Saved data entries:
- - - - -

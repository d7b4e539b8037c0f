//! Income-to-goal allocation
//!
//! When an income transaction is recorded, the amount is distributed across
//! the savings goals in proportion to their monthly targets. Each goal's
//! share is capped at its remaining headroom; income allocated past a goal's
//! cap is dropped, not redistributed to the other goals.
//!
//! Shares are computed in integer satang with the largest-remainder method,
//! so the proposed shares always sum to exactly the income amount.

use crate::models::{Goal, Money};

/// Distribute an income amount across goals proportionally to their monthly
/// targets, never decreasing `saved` and never exceeding a goal's target.
///
/// Returns a new goal list; the caller commits it to the ledger. With an
/// empty goal list, or a non-positive total monthly target, the input is
/// returned unchanged.
pub fn allocate(goals: &[Goal], income: Money) -> Vec<Goal> {
    if goals.is_empty() {
        return goals.to_vec();
    }

    let total_monthly: i64 = goals.iter().map(|g| g.monthly_target.satang()).sum();
    if total_monthly <= 0 || !income.is_positive() {
        return goals.to_vec();
    }

    let proposed = proportional_shares(goals, income, total_monthly);

    goals
        .iter()
        .zip(proposed)
        .map(|(goal, share)| {
            let actual = share.min(goal.remaining()).max_zero();
            let mut updated = goal.clone();
            updated.saved = (goal.saved + actual).min(goal.target_amount);
            updated
        })
        .collect()
}

/// Split `income` across goals by `monthly_target / total_monthly`, in
/// integer satang.
///
/// Each share starts at the floored quotient; the satang lost to flooring are
/// handed out one at a time in order of descending division remainder, so
/// the shares sum to exactly `income`.
fn proportional_shares(goals: &[Goal], income: Money, total_monthly: i64) -> Vec<Money> {
    let income = income.satang() as i128;
    let total = total_monthly as i128;

    let mut shares: Vec<i64> = Vec::with_capacity(goals.len());
    let mut remainders: Vec<(usize, i128)> = Vec::with_capacity(goals.len());
    let mut assigned: i128 = 0;

    for (index, goal) in goals.iter().enumerate() {
        let weighted = income * goal.monthly_target.satang() as i128;
        shares.push((weighted / total) as i64);
        remainders.push((index, weighted % total));
        assigned += weighted / total;
    }

    let mut leftover = (income - assigned) as usize;
    remainders.sort_by(|a, b| b.1.cmp(&a.1).then(a.0.cmp(&b.0)));
    for (index, _) in remainders {
        if leftover == 0 {
            break;
        }
        shares[index] += 1;
        leftover -= 1;
    }

    shares.into_iter().map(Money::from_satang).collect()
}

#[cfg(test)]
mod tests {
    use super::*;
    use crate::models::GoalId;

    fn goal(id: u64, target_baht: i64, months: u32) -> Goal {
        Goal::new(
            GoalId::new(id),
            format!("Goal {}", id),
            Money::from_baht(target_baht),
            months,
        )
    }

    #[test]
    fn test_empty_goals_unchanged() {
        let result = allocate(&[], Money::from_baht(300));
        assert!(result.is_empty());
    }

    #[test]
    fn test_even_split_by_equal_monthly_targets() {
        // 1200 over 12 months and 600 over 6 months both imply 100/month,
        // so 300 of income splits 150/150.
        let goals = vec![goal(1, 1200, 12), goal(2, 600, 6)];
        assert_eq!(goals[0].monthly_target, Money::from_baht(100));
        assert_eq!(goals[1].monthly_target, Money::from_baht(100));

        let result = allocate(&goals, Money::from_baht(300));
        assert_eq!(result[0].saved, Money::from_baht(150));
        assert_eq!(result[1].saved, Money::from_baht(150));
    }

    #[test]
    fn test_allocation_capped_at_target() {
        // A lone goal 50 away from its 1000 target absorbs only 50 of a
        // 100 income; the rest is dropped.
        let mut g = goal(1, 1000, 10);
        g.saved = Money::from_baht(950);

        let result = allocate(&[g], Money::from_baht(100));
        assert_eq!(result[0].saved, Money::from_baht(1000));
        assert!(result[0].is_complete());
    }

    #[test]
    fn test_capped_leftover_not_redistributed() {
        let mut near_full = goal(1, 1000, 10); // 100/month
        near_full.saved = Money::from_baht(990);
        let open = goal(2, 1000, 10); // 100/month

        let result = allocate(&[near_full, open], Money::from_baht(200));
        // Each goal is proposed 100; the first can take only 10 and the
        // overflow does not spill into the second.
        assert_eq!(result[0].saved, Money::from_baht(1000));
        assert_eq!(result[1].saved, Money::from_baht(100));
    }

    #[test]
    fn test_proportional_to_monthly_targets() {
        // 300/month vs 100/month splits income 3:1.
        let goals = vec![goal(1, 3600, 12), goal(2, 1200, 12)];
        let result = allocate(&goals, Money::from_baht(400));
        assert_eq!(result[0].saved, Money::from_baht(300));
        assert_eq!(result[1].saved, Money::from_baht(100));
    }

    #[test]
    fn test_shares_sum_to_income_exactly() {
        // Three equal goals and an income that does not divide evenly:
        // the largest-remainder pass still hands out every satang.
        let goals = vec![goal(1, 1200, 12), goal(2, 1200, 12), goal(3, 1200, 12)];
        let income = Money::from_satang(100);

        let result = allocate(&goals, income);
        let allocated: Money = result
            .iter()
            .zip(&goals)
            .map(|(after, before)| after.saved - before.saved)
            .sum();
        assert_eq!(allocated, income);
    }

    #[test]
    fn test_never_decreases_saved() {
        let mut g1 = goal(1, 1000, 10);
        g1.saved = Money::from_baht(400);
        let mut g2 = goal(2, 500, 5);
        g2.saved = Money::from_baht(500); // already complete

        let before = vec![g1, g2];
        let result = allocate(&before, Money::from_baht(50));
        for (after, before) in result.iter().zip(&before) {
            assert!(after.saved >= before.saved);
            assert!(after.saved <= after.target_amount);
        }
        // The complete goal stays exactly at its target.
        assert_eq!(result[1].saved, Money::from_baht(500));
    }

    #[test]
    fn test_total_allocated_never_exceeds_income() {
        let mut g1 = goal(1, 100, 1);
        g1.saved = Money::from_baht(95);
        let g2 = goal(2, 1000, 10);

        let income = Money::from_baht(300);
        let before = vec![g1, g2];
        let result = allocate(&before, income);
        let allocated: Money = result
            .iter()
            .zip(&before)
            .map(|(after, before)| after.saved - before.saved)
            .sum();
        assert!(allocated <= income);
    }

    #[test]
    fn test_zero_income_is_noop() {
        let goals = vec![goal(1, 1200, 12)];
        let result = allocate(&goals, Money::zero());
        assert_eq!(result[0].saved, Money::zero());
    }

    #[test]
    fn test_degenerate_zero_monthly_total_is_noop() {
        // A goal whose target is smaller than one satang per month floors to
        // a zero monthly target; allocation must not divide by zero.
        let tiny = Goal::new(GoalId::new(1), "Tiny", Money::from_satang(5), 12);
        assert_eq!(tiny.monthly_target, Money::zero());

        let result = allocate(&[tiny], Money::from_baht(100));
        assert_eq!(result[0].saved, Money::zero());
    }
}
//! Core data models for satang
//!
//! This module contains the data structures that represent the domain:
//! money, transactions, categories, savings goals, and user accounts.

pub mod category;
pub mod goal;
pub mod ids;
pub mod money;
pub mod transaction;
pub mod user;

pub use category::{Category, TransactionKind, EXPENSE_CATEGORIES, INCOME_CATEGORIES};
pub use goal::{Goal, GoalDraft, GoalValidationError, GOAL_ICONS};
pub use ids::{GoalId, TransactionId, UserId};
pub use money::Money;
pub use transaction::{Transaction, TransactionDraft, TransactionValidationError};
pub use user::{User, UserRecord, UserValidationError};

- - - - -

Wherever the string "usize" occurs in the records, copy the line it is in.

    let mut remainders: Vec<(usize, i128)> = Vec::with_capacity(goals.len());
    let mut leftover = (income - assigned) as usize;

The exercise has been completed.